■ WHAT THE TASK REQUIRES:
After locating the line that contains "#[derive(Clone)]" in the data below, set down exactly that line and each one after it through the line that contains "pub enum FetchError", and nothing more.

■ DATA FOR PROCESSING:
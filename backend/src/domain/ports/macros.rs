//! Defines helper macros for generating domain port error enums.

macro_rules! define_port_error {
    (@ctor $variant:ident) => {
        ::paste::paste! {
            pub fn [<$variant:snake>]() -> Self {
                Self::$variant
            }
        }
    };

    (@ctor $variant:ident { $($field:ident : $ty:ty),* $(,)? }) => {
        define_port_error!(@ctor_impl $variant () () $( $field : $ty, )*);
    };

    (@ctor_impl $variant:ident ($($params:tt)*) ($($inits:tt)*) ) => {
        ::paste::paste! {
            pub fn [<$variant:snake>]($($params)*) -> Self {
                Self::$variant { $($inits)* }
            }
        }
    };

    (@ctor_impl $variant:ident ($($params:tt)*) ($($inits:tt)*) $field:ident : $ty:ty, $($rest:tt)*) => {
        define_port_error!(
            @ctor_impl
            $variant
            ($($params)* $field: impl Into<$ty>,)
            ($($inits)* $field: $field.into(),)
            $($rest)*
        );
    };
    (
        $(#[$outer:meta])*
        pub enum $name:ident {
            $(
                $(#[$variant_meta:meta])*
                $variant:ident $( { $($field:ident : $ty:ty),* $(,)? } )? => $message:expr
            ),* $(,)?
        }
    ) => {
        $(#[$outer])*
        #[derive(Debug, Clone, PartialEq, Eq, thiserror::Error)]
        pub enum $name {
            $(
                $(#[$variant_meta])*
                #[error($message)]
                $variant $( { $($field : $ty),* } )?,
            )*
        }

        impl $name {
            $(
                define_port_error!(@ctor $variant $( { $($field : $ty),* } )?);
            )*
        }
    };
}

pub(crate) use define_port_error;
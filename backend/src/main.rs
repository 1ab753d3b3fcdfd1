//! Roster service entry-point: loads settings, wires the learning platform
//! client into the aggregation service, and serves HTTP.

mod server;

use std::ffi::OsString;

use actix_web::web;
use color_eyre::eyre::{Result, WrapErr, eyre};
use ortho_config::OrthoConfig;
use tracing::{info, warn};
use tracing_subscriber::{EnvFilter, fmt};

use roster::inbound::http::health::HealthState;
use roster::settings::RosterSettings;
use server::{ServerConfig, build_roster_query, create_server};

/// Load settings from CLI arguments, environment and config files.
fn load_settings(args: Vec<OsString>) -> Result<RosterSettings> {
    RosterSettings::load_from_iter(args).map_err(|error| eyre!("failed to load settings: {error}"))
}

/// Application bootstrap.
#[actix_web::main]
async fn main() -> Result<()> {
    color_eyre::install()?;
    if let Err(e) = fmt()
        .with_env_filter(EnvFilter::from_default_env())
        .json()
        .try_init()
    {
        warn!(error = %e, "tracing init failed");
    }

    let settings = load_settings(std::env::args_os().collect::<Vec<OsString>>())?;
    let roster = build_roster_query(&settings).wrap_err("failed to wire roster service")?;
    let bind_addr = settings.bind_addr().wrap_err("invalid bind address")?;

    let config = ServerConfig::new(bind_addr, roster);
    #[cfg(feature = "metrics")]
    let config = config.with_metrics(Some(server::build_prometheus()?));

    let health_state = web::Data::new(HealthState::new());
    let server = create_server(health_state, config)
        .wrap_err_with(|| format!("failed to bind {bind_addr}"))?;
    info!(%bind_addr, "roster service listening");
    server.await.wrap_err("server terminated abnormally")
}

#[cfg(test)]
mod tests {
    use super::*;
    use env_lock::lock_env;

    #[test]
    fn settings_load_from_process_arguments() {
        let _guard = lock_env([
            ("ROSTER_API_KEY", Some("from-env")),
            ("ROSTER_JOIN_MODE", None),
            ("ROSTER_BIND_ADDR", None),
            ("ROSTER_FIXTURE_MODE", None),
        ]);

        let settings = load_settings(vec![OsString::from("roster")]).expect("settings load");

        assert_eq!(settings.api_key().expect("key set").as_str(), "from-env");
        assert_eq!(
            settings.bind_addr().expect("default bind").to_string(),
            "0.0.0.0:8080"
        );
    }
}
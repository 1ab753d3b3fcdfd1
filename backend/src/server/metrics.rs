//! Optional Prometheus metrics middleware.
//!
//! Request counters and latency histograms are exported at `/metrics` when
//! the `metrics` feature is compiled in.

use std::sync::Arc;

use actix_service::{
    Service, ServiceExt as _, Transform,
    boxed::{self, BoxService},
};
use actix_web::body::BoxBody;
use actix_web::dev::{ServiceRequest, ServiceResponse};
use actix_web::middleware::Compat;
use actix_web_prom::{PrometheusMetrics, PrometheusMetricsBuilder};
use futures_util::future::LocalBoxFuture;

const METRICS_NAMESPACE: &str = "roster";
const METRICS_ENDPOINT: &str = "/metrics";

/// Build the Prometheus middleware for the roster service.
///
/// # Errors
/// Returns [`std::io::Error`] when the metrics registry rejects a collector.
pub(crate) fn build_prometheus() -> std::io::Result<PrometheusMetrics> {
    PrometheusMetricsBuilder::new(METRICS_NAMESPACE)
        .endpoint(METRICS_ENDPOINT)
        .build()
        .map_err(|error| std::io::Error::other(format!("metrics registration failed: {error}")))
}

/// Middleware that applies Prometheus metrics when configured and passes
/// requests straight through otherwise, keeping one `App` type either way.
#[derive(Clone)]
pub(crate) enum MetricsLayer {
    Enabled(Arc<PrometheusMetrics>),
    Disabled,
}

impl MetricsLayer {
    #[must_use]
    pub(crate) fn from_option(metrics: Option<PrometheusMetrics>) -> Self {
        metrics.map_or(Self::Disabled, |metrics| Self::Enabled(Arc::new(metrics)))
    }
}

impl<S, B> Transform<S, ServiceRequest> for MetricsLayer
where
    S: Service<ServiceRequest, Response = ServiceResponse<B>, Error = actix_web::Error> + 'static,
    B: actix_web::body::MessageBody + 'static,
{
    type Response = ServiceResponse<BoxBody>;
    type Error = actix_web::Error;
    type InitError = ();
    type Transform = BoxService<ServiceRequest, ServiceResponse<BoxBody>, actix_web::Error>;
    type Future = LocalBoxFuture<'static, Result<Self::Transform, Self::InitError>>;

    fn new_transform(&self, service: S) -> Self::Future {
        match self.clone() {
            MetricsLayer::Enabled(metrics) => {
                let fut = Compat::new((*metrics).clone()).new_transform(service);
                Box::pin(async move {
                    let svc = fut.await?;
                    Ok(boxed::service(svc))
                })
            }
            MetricsLayer::Disabled => Box::pin(async move {
                let svc = service.map(|res: ServiceResponse<B>| res.map_into_boxed_body());
                Ok(boxed::service(svc))
            }),
        }
    }
}
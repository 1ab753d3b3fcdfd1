//! Domain ports and supporting types for the hexagonal boundary.

mod macros;
pub(crate) use macros::define_port_error;

mod resource_client;
mod roster_query;

#[cfg(test)]
pub use resource_client::MockResourceClient;
pub use resource_client::{FetchError, FixtureResourceClient, ResourceClient};
#[cfg(test)]
pub use roster_query::MockRosterQuery;
pub use roster_query::{FixtureRosterQuery, RosterQuery};
//! Driven port for reading courses, enrollments, and users from the
//! learning platform.
//!
//! The platform exposes the three resources separately and offers no join.
//! The domain owns the resource shapes; adapters own transport, credentials,
//! and decoding.

use async_trait::async_trait;

use super::define_port_error;
use crate::domain::{Course, CourseId, Enrollment, User, UserId};

define_port_error! {
    /// Errors surfaced while fetching one upstream resource.
    pub enum FetchError {
        /// Network transport failed before a response was received.
        Transport { message: String } =>
            "learning platform transport failed: {message}",
        /// The call exceeded its time budget.
        Timeout { message: String } =>
            "learning platform call timed out: {message}",
        /// The platform answered with a non-success status.
        Status { status: u16, message: String } =>
            "learning platform returned status {status}: {message}",
        /// The response body could not be decoded.
        Decode { message: String } =>
            "learning platform response decode failed: {message}",
    }
}

/// Port for one-shot reads against the learning platform.
///
/// Only the first page of any listing is consulted.
#[cfg_attr(test, mockall::automock)]
#[async_trait]
pub trait ResourceClient: Send + Sync {
    /// List the catalogue's courses in upstream order.
    ///
    /// # Examples
    ///
    /// ```rust,ignore
    /// use roster::domain::ports::{FixtureResourceClient, ResourceClient};
    ///
    /// let courses = FixtureResourceClient.list_courses().await?;
    /// assert!(courses.is_empty());
    /// # Ok::<(), roster::domain::ports::FetchError>(())
    /// ```
    async fn list_courses(&self) -> Result<Vec<Course>, FetchError>;

    /// List the enrollments of one course in upstream order.
    async fn list_enrollments(&self, course_id: CourseId) -> Result<Vec<Enrollment>, FetchError>;

    /// Fetch one user by identifier.
    async fn get_user(&self, user_id: UserId) -> Result<User, FetchError>;
}

/// Fixture implementation backed by an empty catalogue.
///
/// Used when the service runs without upstream credentials.
#[derive(Debug, Clone, Copy, Default)]
pub struct FixtureResourceClient;

#[async_trait]
impl ResourceClient for FixtureResourceClient {
    async fn list_courses(&self) -> Result<Vec<Course>, FetchError> {
        Ok(Vec::new())
    }

    async fn list_enrollments(&self, _course_id: CourseId) -> Result<Vec<Enrollment>, FetchError> {
        Ok(Vec::new())
    }

    async fn get_user(&self, user_id: UserId) -> Result<User, FetchError> {
        Err(FetchError::status(404_u16, format!("user {user_id} not found")))
    }
}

■ EXERCISE ANSWER:
#[derive(Clone)]
pub(crate) enum MetricsLayer {
    Enabled(Arc<PrometheusMetrics>),
    Disabled,
}

impl MetricsLayer {
    #[must_use]
    pub(crate) fn from_option(metrics: Option<PrometheusMetrics>) -> Self {
        metrics.map_or(Self::Disabled, |metrics| Self::Enabled(Arc::new(metrics)))
    }
}

impl<S, B> Transform<S, ServiceRequest> for MetricsLayer
where
    S: Service<ServiceRequest, Response = ServiceResponse<B>, Error = actix_web::Error> + 'static,
    B: actix_web::body::MessageBody + 'static,
{
    type Response = ServiceResponse<BoxBody>;
    type Error = actix_web::Error;
    type InitError = ();
    type Transform = BoxService<ServiceRequest, ServiceResponse<BoxBody>, actix_web::Error>;
    type Future = LocalBoxFuture<'static, Result<Self::Transform, Self::InitError>>;

    fn new_transform(&self, service: S) -> Self::Future {
        match self.clone() {
            MetricsLayer::Enabled(metrics) => {
                let fut = Compat::new((*metrics).clone()).new_transform(service);
                Box::pin(async move {
                    let svc = fut.await?;
                    Ok(boxed::service(svc))
                })
            }
            MetricsLayer::Disabled => Box::pin(async move {
                let svc = service.map(|res: ServiceResponse<B>| res.map_into_boxed_body());
                Ok(boxed::service(svc))
            }),
        }
    }
}
repository 1ab753d3b3fcdfd1
//! Domain ports and supporting types for the hexagonal boundary.

mod macros;
pub(crate) use macros::define_port_error;

mod resource_client;
mod roster_query;

#[cfg(test)]
pub use resource_client::MockResourceClient;
pub use resource_client::{FetchError, FixtureResourceClient, ResourceClient};
#[cfg(test)]
pub use roster_query::MockRosterQuery;
pub use roster_query::{FixtureRosterQuery, RosterQuery};
//! Driven port for reading courses, enrollments, and users from the
//! learning platform.
//!
//! The platform exposes the three resources separately and offers no join.
//! The domain owns the resource shapes; adapters own transport, credentials,
//! and decoding.

use async_trait::async_trait;

use super::define_port_error;
use crate::domain::{Course, CourseId, Enrollment, User, UserId};

define_port_error! {
    /// Errors surfaced while fetching one upstream resource.
    pub enum FetchError {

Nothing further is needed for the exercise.